# engine bay cleanign tecniques



## FadedKM83 (Jan 27, 2003)

my engine bay is getting pretty dirty in my car. any tips on how to clean it and keep it clean? ive seen the spray on stuff used before, but im reluctant to use it..... does it work well? what do you guys do to keep her looking sharp?
thanks in advance,


----------



## tolley (Jul 25, 2003)

Simple green does the job nicely...


----------



## rios (Jun 10, 2002)

i usually use a dry cloth and that gets rid of all the crud on there


----------



## sentrasel860 (Aug 6, 2003)

If your engine is dusty, and you have access to one, I highly recommend an air compressor...


----------



## samo (Apr 30, 2002)

#1 way to keep your engine clean: Don't let it get dirty. Seriously. It's sounds stupid, but that's why Sean's engine bay is so gorgeous - it never, ever, ever gets dirty. Ever.


----------



## Spelchy (Jun 24, 1987)

my engine is always filthy. drive down a gravel road and its a mess... was there some kinda pan that came underneath that I dont have anymore?


----------



## Boromir (Oct 13, 2002)

i pay my boy 5 bucks to steam clean it...look new afterwards


----------



## Exalta (Jan 21, 2003)

i put diesel in a spray bottle, spray it all over the whole engine compartment (cover the air filter, valve breather,alternator and distributor with plastic) and let it sit there for 5 min. then i sparay a detergent solution and wash everything out with a high pressure water hose.


----------



## BruHaHa (Sep 5, 2003)

I second the simply green route. At least its somewhat environmentally safe. 

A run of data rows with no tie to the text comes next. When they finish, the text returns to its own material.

use nalgebra::Vector3;
use serde::{Deserialize, Serialize};

use crate::geometry::SE3;

/// Standard gravity magnitude (m/s^2).
pub const GRAVITY_MAGNITUDE: f64 = 9.81;

/// Gravity vector in the world frame (m/s^2).
///
/// Convention used throughout the crate: the gravity *direction* points
/// toward the ground, i.e. world -Z at rest. A stationary accelerometer
/// therefore reads a mean specific force of `+GRAVITY_MAGNITUDE * up`.
pub const GRAVITY: Vector3<f64> = Vector3::new(0.0, 0.0, -GRAVITY_MAGNITUDE);

/// Single IMU measurement: specific force and angular rate in the body
/// frame, stamped in seconds.
#[derive(Debug, Clone, Copy)]
pub struct ImuSample {
    pub timestamp_s: f64,
    pub accel: Vector3<f64>,
    pub gyro: Vector3<f64>,
}

impl ImuSample {
    pub fn new(timestamp_s: f64, accel: Vector3<f64>, gyro: Vector3<f64>) -> Self {
        Self {
            timestamp_s,
            accel,
            gyro,
        }
    }
}

/// Slowly-varying sensor offsets, subtracted from raw readings before
/// integration. Mutated only by the fusion engine during steady-state
/// updates; persisted as part of saved state.
#[derive(Debug, Clone, Copy, PartialEq)]
pub struct ImuBias {
    pub accel: Vector3<f64>,
    pub gyro: Vector3<f64>,
}

impl ImuBias {
    pub fn zero() -> Self {
        Self {
            accel: Vector3::zeros(),
            gyro: Vector3::zeros(),
        }
    }

    /// Bias-corrected copy of a raw sample.
    pub fn correct(&self, sample: &ImuSample) -> ImuSample {
        ImuSample {
            timestamp_s: sample.timestamp_s,
            accel: sample.accel - self.accel,
            gyro: sample.gyro - self.gyro,
        }
    }
}

impl Default for ImuBias {
    fn default() -> Self {
        Self::zero()
    }
}

/// IMU noise densities and random-walk parameters (1-sigma), as reported by
/// the inertial source's calibration.
#[derive(Debug, Clone, Copy, Serialize, Deserialize)]
pub struct ImuNoise {
    pub sigma_gyro: f64,
    pub sigma_accel: f64,
    pub walk_gyro: f64,
    pub walk_accel: f64,
}

impl Default for ImuNoise {
    fn default() -> Self {
        // Representative consumer-grade MEMS values
        Self {
            sigma_gyro: 1.7e-4,
            sigma_accel: 2.0e-3,
            walk_gyro: 1.9e-5,
            walk_accel: 3.0e-3,
        }
    }
}

/// Calibration handed over by the inertial source: body-from-sensor
/// extrinsics plus noise parameters.
#[derive(Debug, Clone)]
pub struct ImuCalibration {
    pub extrinsics: SE3,
    pub noise: ImuNoise,
}

impl Default for ImuCalibration {
    fn default() -> Self {
        Self {
            extrinsics: SE3::identity(),
            noise: ImuNoise::default(),
        }
    }
}
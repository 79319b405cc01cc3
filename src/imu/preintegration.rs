use nalgebra::{UnitQuaternion, Vector3};

use crate::error::FusionError;

use super::sample::{ImuBias, ImuSample};

/// Accumulated motion over a window of bias-corrected inertial samples.
///
/// Deltas are gravity-free: the engine applies gravity when it advances the
/// canonical estimate. Consumed exactly once, then the integrator resets to
/// identity/zero.
#[derive(Debug, Clone, Copy)]
pub struct PreintegratedDelta {
    pub delta_rot: UnitQuaternion<f64>,
    pub delta_vel: Vector3<f64>,
    pub delta_pos: Vector3<f64>,
    pub dt: f64,
}

impl PreintegratedDelta {
    pub fn identity() -> Self {
        Self {
            delta_rot: UnitQuaternion::identity(),
            delta_vel: Vector3::zeros(),
            delta_pos: Vector3::zeros(),
            dt: 0.0,
        }
    }
}

/// IMU preintegrator: folds high-rate samples into a single relative-motion
/// delta for the lower-rate estimator.
///
/// Accumulated deltas are bias-dependent, so the integrator must be
/// reconstructed (here: reset via `set_bias`) whenever the active bias
/// changes.
pub struct Preintegrator {
    bias: ImuBias,
    delta: PreintegratedDelta,
}

impl Preintegrator {
    pub fn new(bias: ImuBias) -> Self {
        Self {
            bias,
            delta: PreintegratedDelta::identity(),
        }
    }

    /// Append one sample using first-order discrete propagation
    /// (update-then-append): the rotation delta is advanced by the sample's
    /// angular rate over `dt`, the velocity delta by the rotated specific
    /// force, the position delta by the updated velocity.
    ///
    /// Rejects `dt <= 0` without mutating the accumulated state.
    pub fn integrate_sample(&mut self, sample: &ImuSample, dt: f64) -> Result<(), FusionError> {
        if dt <= 0.0 {
            return Err(FusionError::InvalidTimestamp { dt });
        }

        let corrected = self.bias.correct(sample);

        self.delta.delta_rot *= UnitQuaternion::from_scaled_axis(corrected.gyro * dt);
        self.delta.delta_vel += (self.delta.delta_rot * corrected.accel) * dt;
        self.delta.delta_pos += self.delta.delta_vel * dt;
        self.delta.dt += dt;
        Ok(())
    }

    /// Return the accumulated delta and reset to identity/zero.
    pub fn consume(&mut self) -> PreintegratedDelta {
        std::mem::replace(&mut self.delta, PreintegratedDelta::identity())
    }

    /// Replace the active bias. Discards the accumulated delta, which was
    /// integrated under the previous bias.
    pub fn set_bias(&mut self, bias: ImuBias) {
        self.bias = bias;
        self.delta = PreintegratedDelta::identity();
    }

    pub fn bias(&self) -> ImuBias {
        self.bias
    }

    /// Elapsed time accumulated since the last `consume`.
    pub fn elapsed(&self) -> f64 {
        self.delta.dt
    }
}
//! Fusion engine: state machine, canonical estimate, persistence and the
//! capability seams onto the visual and inertial subsystems.

pub mod config;
pub mod engine;
pub mod estimate;
pub mod metrics;
pub mod persistence;
pub mod sources;
pub mod state;

pub use config::FusionConfig;
pub use engine::FusionEngine;
pub use estimate::CanonicalEstimate;
pub use metrics::FusionMetrics;
pub use sources::{InertialSource, VisualTracking, VisualUpdate};
pub use state::FusionState;
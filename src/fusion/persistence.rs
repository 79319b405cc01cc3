//! Binary persistence of the fusion state.
//!
//! Fixed little-endian single-precision layout: pose as a 4x4 row-major
//! matrix (16 floats), linear velocity (3), linear acceleration (3),
//! angular velocity (3), gravity (3), bias as
//! `(accel_x, accel_y, accel_z, gyro_x, gyro_y, gyro_z)` (6) - 48 floats /
//! 192 bytes, preceded by a 4-byte magic and a version word.

use std::fs::File;
use std::io::{Read, Write};
use std::path::Path;

use nalgebra::{Matrix4, Vector3};

use crate::error::FusionError;
use crate::geometry::SE3;
use crate::imu::ImuBias;

use super::estimate::CanonicalEstimate;

const MAGIC: &[u8; 4] = b"HMDF";
const VERSION: u32 = 1;
const FLOAT_COUNT: usize = 48;

/// State restored from disk.
#[derive(Debug, Clone)]
pub struct PersistedState {
    pub pose: SE3,
    pub velocity: Vector3<f64>,
    pub acceleration: Vector3<f64>,
    pub angular_velocity: Vector3<f64>,
    pub gravity: Vector3<f64>,
    pub bias: ImuBias,
}

/// Serialize the estimate and bias to `path`.
pub fn save_state(
    path: &Path,
    estimate: &CanonicalEstimate,
    bias: &ImuBias,
) -> Result<(), FusionError> {
    let mut floats = Vec::with_capacity(FLOAT_COUNT);

    let matrix = estimate.pose.to_matrix();
    for row in 0..4 {
        for col in 0..4 {
            floats.push(matrix[(row, col)] as f32);
        }
    }
    push_vec3(&mut floats, &estimate.velocity);
    push_vec3(&mut floats, &estimate.acceleration);
    push_vec3(&mut floats, &estimate.angular_velocity);
    push_vec3(&mut floats, &estimate.gravity);
    push_vec3(&mut floats, &bias.accel);
    push_vec3(&mut floats, &bias.gyro);
    debug_assert_eq!(floats.len(), FLOAT_COUNT);

    let mut file = File::create(path)?;
    file.write_all(MAGIC)?;
    file.write_all(&VERSION.to_le_bytes())?;
    for value in floats {
        file.write_all(&value.to_le_bytes())?;
    }
    Ok(())
}

/// Deserialize a state blob written by `save_state`.
pub fn load_state(path: &Path) -> Result<PersistedState, FusionError> {
    let mut file = File::open(path)?;

    let mut magic = [0u8; 4];
    file.read_exact(&mut magic)?;
    if &magic != MAGIC {
        return Err(FusionError::Persistence("bad magic".into()));
    }

    let mut version = [0u8; 4];
    file.read_exact(&mut version)?;
    let version = u32::from_le_bytes(version);
    if version != VERSION {
        return Err(FusionError::Persistence(format!(
            "unsupported version {version}"
        )));
    }

    let mut floats = [0.0f64; FLOAT_COUNT];
    let mut buf = [0u8; 4];
    for value in floats.iter_mut() {
        file.read_exact(&mut buf)?;
        *value = f32::from_le_bytes(buf) as f64;
    }

    let mut matrix = Matrix4::<f64>::identity();
    for row in 0..4 {
        for col in 0..4 {
            matrix[(row, col)] = floats[row * 4 + col];
        }
    }

    Ok(PersistedState {
        pose: SE3::from_matrix(matrix),
        velocity: read_vec3(&floats, 16),
        acceleration: read_vec3(&floats, 19),
        angular_velocity: read_vec3(&floats, 22),
        gravity: read_vec3(&floats, 25),
        bias: ImuBias {
            accel: read_vec3(&floats, 28),
            gyro: read_vec3(&floats, 31),
        },
    })
}

fn push_vec3(floats: &mut Vec<f32>, v: &Vector3<f64>) {
    floats.push(v.x as f32);
    floats.push(v.y as f32);
    floats.push(v.z as f32);
}

fn read_vec3(floats: &[f64], offset: usize) -> Vector3<f64> {
    Vector3::new(floats[offset], floats[offset + 1], floats[offset + 2])
}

I've never heard of the diesel route before.


----------



## Boromir (Oct 13, 2002)

wouldnt cold water hurt th engine especially if its warm?? or any part under the hood.


----------



## olsaltybastard (May 11, 2003)

I use Castrol Super Clean, as per the instructions. Then I go through and hand wipe everything with a cloth lightly dampend with WD-40. Makes the black parts nice and shiney.


----------



## 95 SentraB13 (Jun 14, 2002)

Best engine degreaser I've used is *Varsol*. I use a clear spray bottle(measurements on side) I found from the plant section at WalMart to apply it. Worked excellent to clean out the inside of my cylinder head at least and other grease covered parts. Check out the Aug03 section of my site for pictures. A mechanic at WalMart said the local Ford and GM dealerships use it to clean out sludged up engines. I don't like Castrol Super Clean as it's corrosive, to my hands at least, and I hate wearing gloves and I find Varsol works equally as good or better not to mention it's much cheaper, only $4 for 4L.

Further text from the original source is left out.